Çağdaş sinema, ekranda olup bitenlerin samimiyetini ve gerçekçiliğini bastıran efektlerle çok sık dolduruluyor. Sonuç olarak güven ve o yakınlık kayboluyor. Ve Timur Bekmambetov'un filmlerini izlediğinizde, sanki sadece uzun bir reklam izliyormuşsunuz hissine kapılıyorsunuz, çünkü filmlerinde reklam entegrasyonunun sayısı ölçülemeyecek kadar fazla.

Kaba sözlerin yokluğu

90'lı yıllardan itibaren yazarlar filmlerini sıklıkla bayağılıkla doldurmaya başladılar; bu, Sovyet sinemasında böyle değildi.
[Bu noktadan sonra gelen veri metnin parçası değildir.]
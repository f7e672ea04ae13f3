//! Text-generation boundary. The protocol only ever sees `generate`.

pub mod gemini;

use async_trait::async_trait;
use thiserror::Error;

use crate::protocol::ConversationTurn;

pub use gemini::GeminiOracle;

/// A single request to the oracle.
#[derive(Debug, Clone, Default, PartialEq)]
pub struct OracleRequest {
    /// Standing instruction describing the task and the reply format.
    pub instruction: String,
    /// Prior conversation, oldest first.
    pub history: Vec<ConversationTurn>,
    /// The message this request is answering.
    pub message: String,
}

#[derive(Error, Debug)]
pub enum OracleError {
    #[error("Network error: {0}")]
    Network(#[from] reqwest::Error),
    #[error("API error: {0}")]
    Api(String),
    #[error("Serde error: {0}")]
    Serde(#[from] serde_json::Error),
    #[error("Empty response")]
    Empty,
}

#[async_trait]
pub trait HypothesisOracle: Send + Sync {
    /// Send one request and return the raw text reply.
    async fn generate(&self, request: &OracleRequest) -> Result<String, OracleError>;
}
Hayır, elbette Sovyet sinemasında vücudun bazı kısımlarının teşhir edildiği bazı öğeler vardı, ama orada bunlar organik görünüyordu.

Örneğin, "Çizgili Uçuş" filminde Yevgeny Leonov karakterinin banyodan kaplandan kaçtığı sahnede çıplak poposunu ele alalım. Burada vurgulanan, oyuncunun çıplak görünümü değil, korkudan çıplak bir şekilde dışarı koşmasıdır.

Değerler ve Mesaj

Sovyet sinemasında her şeyin ne kadar basit ve aynı zamanda karmaşık olduğunu görmek şaşırtıcı... "Kaderin İronisi"ni açıyorsunuz ve içinizde bir yerlerde sıcaklık hissediyorsunuz. Kış yürüyüşünün ardından ahududu reçeliyle çay içmek gibi. Orada her şey açıktır: İyilik kazanmalı, insan en iyiye çabalamalıdır ve gerçek her zaman basittir, tıpkı şehrin dışında bulunan Kruşçev döneminden kalma tuğla bir bina gibi.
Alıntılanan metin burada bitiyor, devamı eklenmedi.